Wednesday, February 07, 2018

The Moral Wrong of Hate-Mongering Bigotry

No decent, just person would endorse the sentiment expressed in this Trump tweet:

So disgraceful that a person illegally in our country killed @Colts linebacker Edwin Jackson. This is just one of many such preventable tragedies. We must get the Dems to get tough on the Border, and with illegal immigration, FAST!

Social media has tended to be a platform for outrage without explanation or justification. To begin to counter this, let me explain why morally decent people would hold anybody who expressed or endorsed such a statement with condemnation and contempt.

In simple terms, people who say these types of things are trying to promote unjustified hatred of innocent people belonging to a group they hate in order to make harming the members of that group appear justified.

It is true that the driver of the vehicle who killed Jackson and the Uber driver Jeffrey Monroe deserves condemnation. Trump seeks to use this to “sell” hatred of people in the country illegally. This is in spite of the fact that there are many people in the country illegally who are not drunk drivers, and many people who are drunk drivers who are not in the country illegally.

Trump does not want us to be angry at drunk drivers and, thereby, take steps to combat drunk driving. He wants to use this to sell hatred of people in the country illegally, and thus, motivated by this hatred, endorse or demand actions harmful to all such people.

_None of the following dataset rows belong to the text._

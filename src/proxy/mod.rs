use std::convert::Infallible;
use std::net::SocketAddr;
use std::sync::Arc;
use std::time::Duration;

use anyhow::Context as _;
use bytes::Bytes;
use http::header::{HeaderMap, HeaderValue, CONTENT_TYPE, PROXY_AUTHENTICATE};
use http::{Method, Request, Response, StatusCode};
use http_body_util::combinators::BoxBody;
use http_body_util::{BodyExt, Empty, Full};
use hyper::body::Incoming;
use hyper::service::service_fn;
use hyper_util::rt::{TokioIo, TokioTimer};
use tokio::net::TcpListener;
use tokio_util::sync::CancellationToken;
use tokio_util::task::TaskTracker;
use tracing::{debug, error, info, warn};

mod connect;
mod handler;
mod mitm;

pub use connect::ConnectBindings;
pub use mitm::MitmAuthority;

use crate::auth::{self, Upstream};
use crate::config::Config;
use crate::routing::Classifier;
use crate::transport::{self, TransportCache, TransportSettings, SWEEP_INTERVAL, SWEEP_MAX_AGE};

/// Deadline for in-flight connections after a shutdown signal.
const SHUTDOWN_GRACE: Duration = Duration::from_secs(30);
/// Slow clients may not hold a connection open while composing headers.
const HEADER_READ_TIMEOUT: Duration = Duration::from_secs(10);
/// Upper bound on buffered request head bytes.
const MAX_HEADER_BYTES: usize = 1 << 20;

pub type ProxyBody = BoxBody<Bytes, std::io::Error>;

/// Everything a request needs, shared across all connections. Built once
/// at startup; only the transport cache and CONNECT bindings mutate.
pub struct ProxyState {
    pub classifier: Classifier,
    pub direct: reqwest::Client,
    pub chrome: reqwest::Client,
    pub transports: Arc<TransportCache>,
    pub bindings: Arc<ConnectBindings>,
    pub mitm: Option<Arc<MitmAuthority>>,
    pub tunnel_read_buffer: usize,
    pub tunnel_write_buffer: usize,
}

/// Builds the process-wide proxy state from the loaded configuration.
/// Failures here are fatal: a misconfigured CA or transport must not start
/// serving.
pub fn build_state(config: &Config, ad_domains: Vec<String>) -> anyhow::Result<Arc<ProxyState>> {
    let classifier = Classifier::new(
        &config.direct_extensions,
        &config.direct_domains,
        ad_domains,
        config.ad_blocking.enabled,
    );

    let settings = TransportSettings::from(&config.server);
    let direct =
        transport::direct_client(&settings).context("failed to build direct transport")?;
    let chrome =
        transport::chrome_client(&settings).context("failed to build Chrome transport")?;
    debug!(
        max_idle_conns = settings.max_idle_conns,
        max_idle_conns_per_host = settings.max_idle_conns_per_host,
        idle_conn_timeout = ?settings.idle_conn_timeout,
        tls_handshake_timeout = ?settings.tls_handshake_timeout,
        expect_continue_timeout = ?settings.expect_continue_timeout,
        "created direct and Chrome transports"
    );

    let mitm = if config.server.https_mitm {
        let authority = match (&config.server.ca_cert, &config.server.ca_key) {
            (Some(cert), Some(key)) => {
                let authority = MitmAuthority::from_pem_files(cert, key)
                    .context("failed to load CA certificate")?;
                info!(cert = %cert.display(), "loaded custom CA certificate");
                authority
            }
            _ => {
                let authority =
                    MitmAuthority::generate().context("failed to generate CA certificate")?;
                info!("using generated CA certificate for HTTPS interception");
                warn!("clients must trust the proxy CA certificate to avoid TLS errors");
                authority
            }
        };
        Some(Arc::new(authority))
    } else {
        info!("HTTPS MITM disabled, tunneling HTTPS connections without interception");
        None
    };

    Ok(Arc::new(ProxyState {
        classifier,
        direct,
        chrome,
        transports: Arc::new(TransportCache::new(settings)),
        bindings: Arc::new(ConnectBindings::default()),
        mitm,
        tunnel_read_buffer: config.server.read_buffer_size,
        tunnel_write_buffer: config.server.write_buffer_size,
    }))
}

/// Accept loop. Runs until `shutdown` fires, then drains in-flight
/// connections within [`SHUTDOWN_GRACE`] and stops the cache sweeper.
pub async fn start(
    state: Arc<ProxyState>,
    listener: TcpListener,
    shutdown: CancellationToken,
) -> anyhow::Result<()> {
    let sweeper = transport::spawn_sweeper(state.transports.clone(), SWEEP_INTERVAL, SWEEP_MAX_AGE);
    let tracker = TaskTracker::new();

    info!(
        address = %listener.local_addr().context("listener has no local address")?,
        mode = "smart_proxy_auth",
        "proxy server listening"
    );

    loop {
        let accepted = tokio::select! {
            _ = shutdown.cancelled() => break,
            accepted = listener.accept() => accepted,
        };
        let (socket, client_addr) = match accepted {
            Ok(pair) => pair,
            Err(err) => {
                warn!("failed to accept connection: {err}");
                continue;
            }
        };

        let state = state.clone();
        tracker.spawn(async move {
            serve_connection(state, socket, client_addr).await;
        });
    }

    info!("shutting down proxy server");
    sweeper.shutdown().await;
    tracker.close();
    if tokio::time::timeout(SHUTDOWN_GRACE, tracker.wait())
        .await
        .is_err()
    {
        warn!(
            pending = tracker.len(),
            "graceful shutdown deadline reached, dropping remaining connections"
        );
    }

    Ok(())
}

async fn serve_connection(
    state: Arc<ProxyState>,
    socket: tokio::net::TcpStream,
    client_addr: SocketAddr,
) {
    let io = TokioIo::new(socket);
    let service = service_fn(move |req| dispatch(state.clone(), req, client_addr));

    let connection = hyper::server::conn::http1::Builder::new()
        .timer(TokioTimer::new())
        .header_read_timeout(HEADER_READ_TIMEOUT)
        .max_buf_size(MAX_HEADER_BYTES)
        .serve_connection(io, service)
        .with_upgrades();

    if let Err(err) = connection.await {
        debug!(%client_addr, "connection ended with error: {err}");
    }
}

async fn dispatch(
    state: Arc<ProxyState>,
    req: Request<Incoming>,
    client_addr: SocketAddr,
) -> Result<Response<ProxyBody>, Infallible> {
    debug!(
        method = %req.method(),
        uri = %req.uri(),
        %client_addr,
        user_agent = req
            .headers()
            .get(http::header::USER_AGENT)
            .and_then(|v| v.to_str().ok())
            .unwrap_or(""),
        "incoming request"
    );

    if req.method() == Method::CONNECT {
        connect::handle_connect(state, req, client_addr).await
    } else {
        handler::handle_request(state, req, None, "http").await
    }
}

pub(crate) fn empty_body() -> ProxyBody {
    Empty::<Bytes>::new().map_err(|never| match never {}).boxed()
}

pub(crate) fn full_body(text: impl Into<Bytes>) -> ProxyBody {
    Full::new(text.into()).map_err(|never| match never {}).boxed()
}

fn text_response(status: StatusCode, body: &str) -> Response<ProxyBody> {
    let mut response = Response::new(full_body(body.to_string()));
    *response.status_mut() = status;
    response
        .headers_mut()
        .insert(CONTENT_TYPE, HeaderValue::from_static("text/plain"));
    response
}

pub(crate) fn auth_required_response() -> Response<ProxyBody> {
    let mut response = text_response(
        StatusCode::PROXY_AUTHENTICATION_REQUIRED,
        "Proxy Authentication Required",
    );
    response.headers_mut().insert(
        PROXY_AUTHENTICATE,
        HeaderValue::from_static("Basic realm=\"SmartProxy\""),
    );
    response
}

pub(crate) fn bad_auth_response() -> Response<ProxyBody> {
    text_response(StatusCode::BAD_REQUEST, "Invalid authentication")
}

pub(crate) fn upstream_rejected_response(reason: &crate::auth::UpstreamError) -> Response<ProxyBody> {
    text_response(
        StatusCode::FORBIDDEN,
        &format!("Account password authentication failed: {reason}"),
    )
}

pub(crate) fn upstream_failed_response() -> Response<ProxyBody> {
    text_response(StatusCode::BAD_GATEWAY, "Upstream connection failed")
}

/// Shared auth flow for CONNECT and plain requests: 407 without
/// credentials, 400 for malformed ones, 403 when the upstream payload does
/// not parse. On success the caller gets the decoded [`Upstream`].
pub(crate) fn authenticate(headers: &HeaderMap) -> Result<Upstream, Response<ProxyBody>> {
    let (username, password) =
        match auth::basic_credentials(headers.get(http::header::PROXY_AUTHORIZATION)) {
            Ok(pair) => pair,
            Err(auth::AuthError::Missing) => {
                debug!("no authentication provided, responding 407");
                return Err(auth_required_response());
            }
            Err(err) => {
                debug!("invalid authentication: {err}, responding 400");
                return Err(bad_auth_response());
            }
        };

    match auth::parse_upstream(&username, &password) {
        Ok(upstream) => Ok(upstream),
        Err(err) => {
            error!("failed to parse upstream from credentials: {err}");
            Err(upstream_rejected_response(&err))
        }
    }
}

These attitudes are unjust on two accounts.

First, they are used to promote hatred of and harm to innocent people. While some may argue that those who are in the country illegally are not innocent, almost all of them are, in fact, innocent of the charge of drunk driving or vehicular homicide. Yet, Trump’s motives in writing such a tweet is to promote a hatred of others as if they were all guilty of these crimes.

Second, these types of tactics let other people who are guilty off of the hook. If a citizen had driven drunk and killed Jackson and Monroe, Trump would not have thought it worth mentioning. A drunk citizen killing other citizens is not “disgraceful” or a “preventable tragedy” worthy of government action. It is only despicable when a non-citizen causes such a death.

The two injustices – the injustices that no morally decent person would accept or condone – are the injusticies of promoting a hatred of people who are innocent of the crime in question and the injustice of ignoring others who commit the same wrong. The basis of this injustice is the speaker’s desire to “sell” the hatred of a target group so as to appear to justify treating the members of that group as sub-human creatures rather than human beings.

This is the type of argument Hitler used to promote hatred of the Jews to make his “final solution” appear justified. By associating Jews with activities deserving contempt, Hitler successfully sold such a hatred of Jews that he was able to arrange the slaughter of over 6 million of them.

NOTE: There are some who think that as soon as Hitler gets mentioned, they have a moral permission to ignore the argument. This makes things quite easy for somebody advocating Hitler-like policies. I once considered writing a short story in which Hitler steps into a time machine and appears 100 years in the future. He advocates the same policies in the same way yet, whenever anybody says “This sounds like something Hitler would do,” he declares that it is inappropriate to compare somebody to Hitler and, thereby, shuts down all objections. To the degree that we have an interst in preventing Hitler-like policies, we need to have a permission to say, “This is a Hitler-like policy, and we should prevent it.”

Setting Hitler aside, this type of hate-mongering was also used in defense of chattel slavery, Jim Crow laws and other forms of segregation, Japanese internment, and the slaughter is “savages” (a.k.a. Native Americans). Earlier in history, this type of thinking was the root cause of inquisitions, crusades, violent jihads, civil and international wars of “us” against “them”.

Morally decent people refuse to be a party to these types harms and injustices. They see these as morally wrong, and as something that no good person would participate in or contribute to. To prevent them, a morally decent person recognizes the need to condemn those who have such attitudes where they appear and view such people with contempt. The morally decent person certainly will not give hate-mongering bigots political, police, or military power. They keep these institutions out of the hands of such people.

Trump is speaking in the way that hate-mongering bigots have always spoke. Is goal is to promote a hatred of a target group in order to “justify” policies that are harmful to them – to get others to embrace those policies by getting others to absorb the bigoted hatred that he feels. No morally decent person would make or embrace hate-mongering bigotry. In fact, a morally decent person would condemn hate-mongering bigotry and any who practice that particular form of reasoning. Trump, and anybody who endorses the sentiments he wrote into this tweet, qualifies as the type of person deserving of this type of contempt and condemnation.